WHAT TO PRODUCE
When you reply, transcribe every line of the data below exactly.

- - -

//! The deployment bundle: configuration plus the local directory it lives in

use std::path::{Path, PathBuf};

use normpath::PathExt;
use tracing::debug;

use crate::config::{IncludedConfig, Root, expand_includes};
use crate::error::{Result, config_not_found, io_error};

/// Configuration file names looked up at the bundle root, in order
pub const CONFIG_FILE_NAMES: &[&str] = &["bundle.yml", "bundle.yaml"];

/// A bundle being prepared for deployment
///
/// Owned by exactly one pipeline run; mutators change it in place.
#[derive(Debug, Clone)]
pub struct Bundle {
    /// Absolute path of the project directory
    pub local_root: PathBuf,

    pub config: Root,
}

impl Bundle {
    pub fn new(local_root: impl Into<PathBuf>, config: Root) -> Self {
        Self {
            local_root: local_root.into(),
            config,
        }
    }

    /// Remote directory that local files are deployed to
    pub fn remote_root(&self) -> Option<&str> {
        self.config.workspace.file_path.as_deref()
    }

    /// Find the configuration file at the root of `dir`
    pub fn find_config_file(dir: &Path) -> Option<PathBuf> {
        CONFIG_FILE_NAMES
            .iter()
            .map(|name| dir.join(name))
            .find(|path| path.is_file())
    }

    /// Load a bundle from its root directory
    ///
    /// Reads `bundle.yml` and every file matched by its `include` patterns.
    pub fn load(dir: &Path) -> Result<Self> {
        let local_root = dir
            .normalize()
            .map_err(|e| io_error(dir.display().to_string(), e))?
            .into_path_buf();

        let config_path = Self::find_config_file(&local_root)
            .ok_or_else(|| config_not_found(local_root.display().to_string()))?;
        debug!(path = %config_path.display(), "Loading bundle configuration");

        let mut config = Root::load(&config_path)?;
        let config_name = config_path
            .strip_prefix(&local_root)
            .unwrap_or(&config_path)
            .to_path_buf();

        for relative in expand_includes(&local_root, &config.include, &config_name)? {
            let included = IncludedConfig::load(&local_root.join(&relative))?;
            config.resources.merge(included.resources)?;
        }

        Ok(Self::new(local_root, config))
    }
}

#[cfg(test)]
#[allow(clippy::unwrap_used)]
mod tests {
    use super::*;
    use crate::error::BundleError;
    use tempfile::TempDir;

    fn write(root: &Path, path: &str, content: &str) {
        let path = root.join(path);
        std::fs::create_dir_all(path.parent().unwrap()).unwrap();
        std::fs::write(path, content).unwrap();
    }

    #[test]
    fn test_load_missing_config() {
        let temp = TempDir::new().unwrap();
        let result = Bundle::load(temp.path());
        assert!(matches!(result, Err(BundleError::ConfigNotFound { .. })));
    }

    #[test]
    fn test_load_missing_directory() {
        let temp = TempDir::new().unwrap();
        let result = Bundle::load(&temp.path().join("nope"));
        assert!(matches!(result, Err(BundleError::Io { .. })));
    }

    #[test]
    fn test_load_accepts_yaml_extension() {
        let temp = TempDir::new().unwrap();
        write(temp.path(), "bundle.yaml", "bundle:\n  name: demo\n");
        let bundle = Bundle::load(temp.path()).unwrap();
        assert_eq!(bundle.config.bundle.name, "demo");
        assert!(bundle.local_root.is_absolute());
    }

    #[test]
    fn test_load_merges_includes() {
        let temp = TempDir::new().unwrap();
        write(
            temp.path(),
            "bundle.yml",
            "bundle:\n  name: demo\ninclude:\n  - resources/*.yml\n",
        );
        write(
            temp.path(),
            "resources/jobs.yml",
            "resources:\n  jobs:\n    etl:\n      tasks:\n        - notebook_task:\n            notebook_path: ./etl.py\n",
        );
        write(
            temp.path(),
            "resources/pipelines.yml",
            "resources:\n  pipelines:\n    dlt:\n      libraries:\n        - jar: foo\n",
        );

        let bundle = Bundle::load(temp.path()).unwrap();
        assert!(bundle.config.resources.jobs.contains_key("etl"));
        assert!(bundle.config.resources.pipelines.contains_key("dlt"));
    }

    #[test]
    fn test_load_rejects_duplicate_resources_across_files() {
        let temp = TempDir::new().unwrap();
        write(
            temp.path(),
            "bundle.yml",
            "bundle:\n  name: demo\ninclude:\n  - '*.jobs.yml'\nresources:\n  jobs:\n    etl: {}\n",
        );
        write(temp.path(), "more.jobs.yml", "resources:\n  jobs:\n    etl: {}\n");

        let err = Bundle::load(temp.path()).unwrap_err();
        assert_eq!(err.to_string(), "job etl is defined more than once");
    }

    #[test]
    fn test_remote_root() {
        let mut bundle = Bundle::new("/tmp/demo", Root::default());
        assert_eq!(bundle.remote_root(), None);
        bundle.config.workspace.file_path = Some("/bundle".to_string());
        assert_eq!(bundle.remote_root(), Some("/bundle"));
    }
}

- - -

TASK OUTPUT
//! The deployment bundle: configuration plus the local directory it lives in

use std::path::{Path, PathBuf};

use normpath::PathExt;
use tracing::debug;

use crate::config::{IncludedConfig, Root, expand_includes};
use crate::error::{Result, config_not_found, io_error};

/// Configuration file names looked up at the bundle root, in order
pub const CONFIG_FILE_NAMES: &[&str] = &["bundle.yml", "bundle.yaml"];

/// A bundle being prepared for deployment
///
/// Owned by exactly one pipeline run; mutators change it in place.
#[derive(Debug, Clone)]
pub struct Bundle {
    /// Absolute path of the project directory
    pub local_root: PathBuf,

    pub config: Root,
}

impl Bundle {
    pub fn new(local_root: impl Into<PathBuf>, config: Root) -> Self {
        Self {
            local_root: local_root.into(),
            config,
        }
    }

    /// Remote directory that local files are deployed to
    pub fn remote_root(&self) -> Option<&str> {
        self.config.workspace.file_path.as_deref()
    }

    /// Find the configuration file at the root of `dir`
    pub fn find_config_file(dir: &Path) -> Option<PathBuf> {
        CONFIG_FILE_NAMES
            .iter()
            .map(|name| dir.join(name))
            .find(|path| path.is_file())
    }

    /// Load a bundle from its root directory
    ///
    /// Reads `bundle.yml` and every file matched by its `include` patterns.
    pub fn load(dir: &Path) -> Result<Self> {
        let local_root = dir
            .normalize()
            .map_err(|e| io_error(dir.display().to_string(), e))?
            .into_path_buf();

        let config_path = Self::find_config_file(&local_root)
            .ok_or_else(|| config_not_found(local_root.display().to_string()))?;
        debug!(path = %config_path.display(), "Loading bundle configuration");

        let mut config = Root::load(&config_path)?;
        let config_name = config_path
            .strip_prefix(&local_root)
            .unwrap_or(&config_path)
            .to_path_buf();

        for relative in expand_includes(&local_root, &config.include, &config_name)? {
            let included = IncludedConfig::load(&local_root.join(&relative))?;
            config.resources.merge(included.resources)?;
        }

        Ok(Self::new(local_root, config))
    }
}

#[cfg(test)]
#[allow(clippy::unwrap_used)]
mod tests {
    use super::*;
    use crate::error::BundleError;
    use tempfile::TempDir;

    fn write(root: &Path, path: &str, content: &str) {
        let path = root.join(path);
        std::fs::create_dir_all(path.parent().unwrap()).unwrap();
        std::fs::write(path, content).unwrap();
    }

    #[test]
    fn test_load_missing_config() {
        let temp = TempDir::new().unwrap();
        let result = Bundle::load(temp.path());
        assert!(matches!(result, Err(BundleError::ConfigNotFound { .. })));
    }

    #[test]
    fn test_load_missing_directory() {
        let temp = TempDir::new().unwrap();
        let result = Bundle::load(&temp.path().join("nope"));
        assert!(matches!(result, Err(BundleError::Io { .. })));
    }

    #[test]
    fn test_load_accepts_yaml_extension() {
        let temp = TempDir::new().unwrap();
        write(temp.path(), "bundle.yaml", "bundle:\n  name: demo\n");
        let bundle = Bundle::load(temp.path()).unwrap();
        assert_eq!(bundle.config.bundle.name, "demo");
        assert!(bundle.local_root.is_absolute());
    }

    #[test]
    fn test_load_merges_includes() {
        let temp = TempDir::new().unwrap();
        write(
            temp.path(),
            "bundle.yml",
            "bundle:\n  name: demo\ninclude:\n  - resources/*.yml\n",
        );
        write(
            temp.path(),
            "resources/jobs.yml",
            "resources:\n  jobs:\n    etl:\n      tasks:\n        - notebook_task:\n            notebook_path: ./etl.py\n",
        );
        write(
            temp.path(),
            "resources/pipelines.yml",
            "resources:\n  pipelines:\n    dlt:\n      libraries:\n        - jar: foo\n",
        );

        let bundle = Bundle::load(temp.path()).unwrap();
        assert!(bundle.config.resources.jobs.contains_key("etl"));
        assert!(bundle.config.resources.pipelines.contains_key("dlt"));
    }

    #[test]
    fn test_load_rejects_duplicate_resources_across_files() {
        let temp = TempDir::new().unwrap();
        write(
            temp.path(),
            "bundle.yml",
            "bundle:\n  name: demo\ninclude:\n  - '*.jobs.yml'\nresources:\n  jobs:\n    etl: {}\n",
        );
        write(temp.path(), "more.jobs.yml", "resources:\n  jobs:\n    etl: {}\n");

        let err = Bundle::load(temp.path()).unwrap_err();
        assert_eq!(err.to_string(), "job etl is defined more than once");
    }

    #[test]
    fn test_remote_root() {
        let mut bundle = Bundle::new("/tmp/demo", Root::default());
        assert_eq!(bundle.remote_root(), None);
        bundle.config.workspace.file_path = Some("/bundle".to_string());
        assert_eq!(bundle.remote_root(), Some("/bundle"));
    }
}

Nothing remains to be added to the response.